_Data_
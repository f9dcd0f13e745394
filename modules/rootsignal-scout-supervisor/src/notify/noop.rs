use async_trait::async_trait;

use crate::types::{SupervisorStats, ValidationIssue};
use super::backend::NotifyBackend;

/// No-op notification backend for testing.
pub struct NoopBackend;

#[async_trait]
impl NotifyBackend for NoopBackend {
    async fn send(&self, _issue: &ValidationIssue) -> anyhow::Result<()> {
        Ok(())
    }

    async fn send_digest(&self, _stats: &SupervisorStats) -> anyhow::Result<()> {
        Ok(())
    }
}
//! Integration tests for EmbeddingStore.
//! Requires a Postgres instance. Set DATABASE_TEST_URL or these tests are skipped.

use std::sync::Arc;

use anyhow::Result;
use sqlx::PgPool;

use rootsignal_common::{EmbeddingLookup, TextEmbedder};
use rootsignal_graph::EmbeddingStore;

// --- Mock embedder ---

struct MockEmbedder;

#[async_trait::async_trait]
impl TextEmbedder for MockEmbedder {
    async fn embed(&self, text: &str) -> Result<Vec<f32>> {
        // Deterministic fake: first 4 bytes of text as f32 values, padded to 8 dims
        let mut v = vec![0.0f32; 8];
        for (i, b) in text.bytes().take(8).enumerate() {
            v[i] = b as f32 / 255.0;
        }
        Ok(v)
    }

    async fn embed_batch(&self, texts: Vec<String>) -> Result<Vec<Vec<f32>>> {
        let mut results = Vec::new();
        for text in &texts {
            results.push(self.embed(text).await?);
        }
        Ok(results)
    }
}

// --- Test pool setup ---

async fn test_pool() -> Option<PgPool> {
    let url = std::env::var("DATABASE_TEST_URL").ok()?;
    let pool = PgPool::connect(&url).await.ok()?;

    sqlx::query(
        r#"
        CREATE TABLE IF NOT EXISTS embedding_cache (
            input_hash    TEXT         PRIMARY KEY,
            model_version TEXT         NOT NULL,
            embedding     FLOAT4[]     NOT NULL,
            created_at    TIMESTAMPTZ  NOT NULL DEFAULT now()
        )
        "#,
    )
    .execute(&pool)
    .await
    .ok()?;

    sqlx::query("TRUNCATE embedding_cache")
        .execute(&pool)
        .await
        .ok()?;

    Some(pool)
}

fn store(pool: PgPool) -> EmbeddingStore {
    EmbeddingStore::new(pool, Arc::new(MockEmbedder), "test-v1".to_string())
}

// =========================================================================
// Behavior tests
// =========================================================================

#[tokio::test]
async fn cache_miss_computes_stores_and_returns() {
    let Some(pool) = test_pool().await else { return };
    let s = store(pool.clone());

    let embedding = s.get("hello world").await.unwrap();
    assert_eq!(embedding.len(), 8);

    // Verify it was stored in Postgres
    let row: (i64,) = sqlx::query_as("SELECT count(*) FROM embedding_cache")
        .fetch_one(&pool)
        .await
        .unwrap();
    assert_eq!(row.0, 1);
}

#[tokio::test]
async fn cache_hit_returns_stored_embedding() {
    let Some(pool) = test_pool().await else { return };
    let s = store(pool);

    let first = s.get("hello world").await.unwrap();
    let second = s.get("hello world").await.unwrap();

    assert_eq!(first, second);
}

#[tokio::test]
async fn different_text_produces_different_embedding() {
    let Some(pool) = test_pool().await else { return };
    let s = store(pool);

    let a = s.get("hello").await.unwrap();
    let b = s.get("world").await.unwrap();

    assert_ne!(a, b);
}

#[tokio::test]
async fn model_version_change_causes_cache_miss() {
    let Some(pool) = test_pool().await else { return };

    let s_v1 = EmbeddingStore::new(pool.clone(), Arc::new(MockEmbedder), "v1".to_string());
    let s_v2 = EmbeddingStore::new(pool.clone(), Arc::new(MockEmbedder), "v2".to_string());

    // Store with v1
    s_v1.get("hello").await.unwrap();

    // v2 should miss (different hash) and store a second row
    s_v2.get("hello").await.unwrap();

    let row: (i64,) = sqlx::query_as("SELECT count(*) FROM embedding_cache")
        .fetch_one(&pool)
        .await
        .unwrap();
    assert_eq!(row.0, 2, "Two entries: one per model version");
}

#[tokio::test]
async fn warm_batch_computes_and_stores() {
    let Some(pool) = test_pool().await else { return };
    let s = store(pool.clone());

    let computed = s.warm(&["alpha", "beta", "gamma"]).await.unwrap();
    assert_eq!(computed, 3);

    // All three should now be cached
    let row: (i64,) = sqlx::query_as("SELECT count(*) FROM embedding_cache")
        .fetch_one(&pool)
        .await
        .unwrap();
    assert_eq!(row.0, 3);
}

#[tokio::test]
async fn warm_skips_already_cached_texts() {
    let Some(pool) = test_pool().await else { return };
    let s = store(pool);

    // Pre-cache one
    s.get("alpha").await.unwrap();

    // Warm all three â€” should only compute 2
    let computed = s.warm(&["alpha", "beta", "gamma"]).await.unwrap();
    assert_eq!(computed, 2);
}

_Exercise aim_
Once more, write down the full material exactly as it appears.

_Answer space_
repository f9dcd0f13e745394
filename modules/rootsignal-scout-supervisor/src/notify/noop.rs
use async_trait::async_trait;

use crate::types::{SupervisorStats, ValidationIssue};
use super::backend::NotifyBackend;

/// No-op notification backend for testing.
pub struct NoopBackend;

#[async_trait]
impl NotifyBackend for NoopBackend {
    async fn send(&self, _issue: &ValidationIssue) -> anyhow::Result<()> {
        Ok(())
    }

    async fn send_digest(&self, _stats: &SupervisorStats) -> anyhow::Result<()> {
        Ok(())
    }
}
//! Integration tests for EmbeddingStore.
//! Requires a Postgres instance. Set DATABASE_TEST_URL or these tests are skipped.

use std::sync::Arc;

use anyhow::Result;
use sqlx::PgPool;

use rootsignal_common::{EmbeddingLookup, TextEmbedder};
use rootsignal_graph::EmbeddingStore;

// --- Mock embedder ---

struct MockEmbedder;

#[async_trait::async_trait]
impl TextEmbedder for MockEmbedder {
    async fn embed(&self, text: &str) -> Result<Vec<f32>> {
        // Deterministic fake: first 4 bytes of text as f32 values, padded to 8 dims
        let mut v = vec![0.0f32; 8];
        for (i, b) in text.bytes().take(8).enumerate() {
            v[i] = b as f32 / 255.0;
        }
        Ok(v)
    }

    async fn embed_batch(&self, texts: Vec<String>) -> Result<Vec<Vec<f32>>> {
        let mut results = Vec::new();
        for text in &texts {
            results.push(self.embed(text).await?);
        }
        Ok(results)
    }
}

// --- Test pool setup ---

async fn test_pool() -> Option<PgPool> {
    let url = std::env::var("DATABASE_TEST_URL").ok()?;
    let pool = PgPool::connect(&url).await.ok()?;

    sqlx::query(
        r#"
        CREATE TABLE IF NOT EXISTS embedding_cache (
            input_hash    TEXT         PRIMARY KEY,
            model_version TEXT         NOT NULL,
            embedding     FLOAT4[]     NOT NULL,
            created_at    TIMESTAMPTZ  NOT NULL DEFAULT now()
        )
        "#,
    )
    .execute(&pool)
    .await
    .ok()?;

    sqlx::query("TRUNCATE embedding_cache")
        .execute(&pool)
        .await
        .ok()?;

    Some(pool)
}

fn store(pool: PgPool) -> EmbeddingStore {
    EmbeddingStore::new(pool, Arc::new(MockEmbedder), "test-v1".to_string())
}

// =========================================================================
// Behavior tests
// =========================================================================

#[tokio::test]
async fn cache_miss_computes_stores_and_returns() {
    let Some(pool) = test_pool().await else { return };
    let s = store(pool.clone());

    let embedding = s.get("hello world").await.unwrap();
    assert_eq!(embedding.len(), 8);

    // Verify it was stored in Postgres
    let row: (i64,) = sqlx::query_as("SELECT count(*) FROM embedding_cache")
        .fetch_one(&pool)
        .await
        .unwrap();
    assert_eq!(row.0, 1);
}

#[tokio::test]
async fn cache_hit_returns_stored_embedding() {
    let Some(pool) = test_pool().await else { return };
    let s = store(pool);

    let first = s.get("hello world").await.unwrap();
    let second = s.get("hello world").await.unwrap();

    assert_eq!(first, second);
}

#[tokio::test]
async fn different_text_produces_different_embedding() {
    let Some(pool) = test_pool().await else { return };
    let s = store(pool);

    let a = s.get("hello").await.unwrap();
    let b = s.get("world").await.unwrap();

    assert_ne!(a, b);
}

#[tokio::test]
async fn model_version_change_causes_cache_miss() {
    let Some(pool) = test_pool().await else { return };

    let s_v1 = EmbeddingStore::new(pool.clone(), Arc::new(MockEmbedder), "v1".to_string());
    let s_v2 = EmbeddingStore::new(pool.clone(), Arc::new(MockEmbedder), "v2".to_string());

    // Store with v1
    s_v1.get("hello").await.unwrap();

    // v2 should miss (different hash) and store a second row
    s_v2.get("hello").await.unwrap();

    let row: (i64,) = sqlx::query_as("SELECT count(*) FROM embedding_cache")
        .fetch_one(&pool)
        .await
        .unwrap();
    assert_eq!(row.0, 2, "Two entries: one per model version");
}

#[tokio::test]
async fn warm_batch_computes_and_stores() {
    let Some(pool) = test_pool().await else { return };
    let s = store(pool.clone());

    let computed = s.warm(&["alpha", "beta", "gamma"]).await.unwrap();
    assert_eq!(computed, 3);

    // All three should now be cached
    let row: (i64,) = sqlx::query_as("SELECT count(*) FROM embedding_cache")
        .fetch_one(&pool)
        .await
        .unwrap();
    assert_eq!(row.0, 3);
}

#[tokio::test]
async fn warm_skips_already_cached_texts() {
    let Some(pool) = test_pool().await else { return };
    let s = store(pool);

    // Pre-cache one
    s.get("alpha").await.unwrap();

    // Warm all three â€” should only compute 2
    let computed = s.warm(&["alpha", "beta", "gamma"]).await.unwrap();
    assert_eq!(computed, 2);
}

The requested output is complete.